The Heroes or Greek Fairy Tales for my Children
Page: 82But Theseus laid his hand upon the old man’s month, and said, ‘There is no need to flee;’ and he turned to go down the pass.
‘Do not tell him that I have warned you, or he will kill me by some evil death;’ and the old man screamed after him down the glen; but Theseus strode on in his wrath.
And he said to himself, ‘This is an ill-ruled land; when shall I have done ridding it of monsters?’ And as he spoke, Procrustes came up the hill, and all the merchants with him, smiling and talking gaily. And when he saw Theseus, he cried, ‘Ah, fair young guest, have I kept you too long waiting?’
But Theseus answered, ‘The man who stretches his guests upon a bed and hews off their hands and feet, what shall be done to him, when right is done throughout the land?’
Then Procrustes’ countenance changed, and his cheeks grew as green as a lizard, and he felt for his sword in haste; but Theseus leapt on him, and cried—
‘Is this true, my host, or is it false?’ and he clasped Procrustes round waist and elbow, so that he could not draw his sword.
‘Is this true, my host, or is it false?’ But Procrustes answered never a word.
Then Theseus flung him from him, and lifted up his dreadful club; and before Procrustes could strike him he had struck, and felled him to the ground.
And once again he struck him; and his evil soul fled forth, and went down to Hades squeaking, like a bat into the darkness of a cave.
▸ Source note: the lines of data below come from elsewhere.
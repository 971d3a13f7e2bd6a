use axum::{
    Json,
    extract::State,
    response::{IntoResponse, Response},
};
use storage::{Database, dto::ranking::RankingEntry};

use crate::error::WebError;

use super::services;

#[utoipa::path(
    get,
    path = "/api/rankings",
    responses(
        (status = 200, description = "Leaderboard retrieved successfully", body = Vec<RankingEntry>)
    ),
    tag = "rankings"
)]
pub async fn get_ranking(State(db): State<Database>) -> Result<Response, WebError> {
    let entries = services::get_ranking(db.pool()).await?;

    Ok(Json(entries).into_response())
}
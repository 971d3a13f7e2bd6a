use sqlx::PgPool;
use storage::{
    dto::ranking::RankingEntry, error::Result, repository::participant::ParticipantRepository,
    services::ranking::ranking_entries,
};

/// Current leaderboard: final, then intermediate, then preliminary top time
pub async fn get_ranking(pool: &PgPool) -> Result<Vec<RankingEntry>> {
    let repo = ParticipantRepository::new(pool);
    let participants = repo.list().await?;

    Ok(ranking_entries(&participants))
}
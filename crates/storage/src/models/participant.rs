use rust_decimal::Decimal;
use serde::{Deserialize, Serialize};
use sqlx::FromRow;
use utoipa::ToSchema;

/// A registered rider with their ride times and qualification state.
///
/// `time1`..`time3` are the preliminary rounds, `time4`/`time5` the
/// intermediate round and `time6` the final. Times are seconds on the bull.
#[derive(Debug, Clone, Default, PartialEq, Serialize, Deserialize, FromRow, ToSchema)]
pub struct Participant {
    pub participant_id: i32,
    pub active: bool,
    pub start_nr: Option<i32>,
    pub first_name: String,
    pub last_name: String,
    pub address: String,
    pub postal_code: String,
    pub city: String,
    pub email: Option<String>,
    pub phone: Option<String>,
    pub photo_url: Option<String>,
    pub time1: Option<Decimal>,
    pub time2: Option<Decimal>,
    pub time3: Option<Decimal>,
    pub time4: Option<Decimal>,
    pub time5: Option<Decimal>,
    pub time6: Option<Decimal>,
    pub round1_qualified: bool,
    pub round2_qualified: bool,
    pub round3_qualified: bool,
    pub intermediate_qualified: bool,
    pub final_qualified: bool,
    pub created_at: chrono::NaiveDateTime,
}

impl Participant {
    pub fn times(&self) -> [Option<Decimal>; 6] {
        [
            self.time1, self.time2, self.time3, self.time4, self.time5, self.time6,
        ]
    }
}

#[cfg(test)]
mod tests {
    use super::*;

    #[test]
    fn test_times_follow_slot_order() {
        let rider = Participant {
            time1: Some(Decimal::from(10)),
            time3: Some(Decimal::from(30)),
            time6: Some(Decimal::new(995, 1)),
            ..Default::default()
        };

        assert_eq!(
            rider.times(),
            [
                Some(Decimal::from(10)),
                None,
                Some(Decimal::from(30)),
                None,
                None,
                Some(Decimal::new(995, 1)),
            ]
        );
    }
}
Then Theseus stript him of his gold ornaments, and went up to his house, and found there great wealth and treasure, which he had stolen from the passers-by. And he called the people of the country, whom Procrustes had spoiled a long time, and parted the spoil among them, and went down the mountains, and away.
And he went down the glens of Parnes, through mist, and cloud, and rain, down the slopes of oak, and lentisk, and arbutus, and fragrant bay, till he came to the Vale of Cephisus, and the pleasant town of Aphidnai, and the home of the Phytalid heroes, where they dwelt beneath a mighty elm.
And there they built an altar, and bade him bathe in Cephisus, and offer a yearling ram, and purified him from the blood of Sinis, and sent him away in peace.
And he went down the valley by Acharnai, and by the silver-swirling stream, while all the people blessed him, for the fame of his prowess had spread wide, till he saw the plain of Athens, and the hill where Athené dwells.
So Theseus went up through Athens, and all the people ran out to see him; for his fame had gone before him and every one knew of his mighty deeds. And all cried, ‘Here comes the hero who slew Sinis, and Phaia the wild sow of Crommyon, and conquered Kerkuon in wrestling, and slew Procrustes the pitiless.’ But Theseus went on sadly and steadfastly, for his heart yearned after his father; and he said, ‘How shall I deliver him from these leeches who suck his blood?’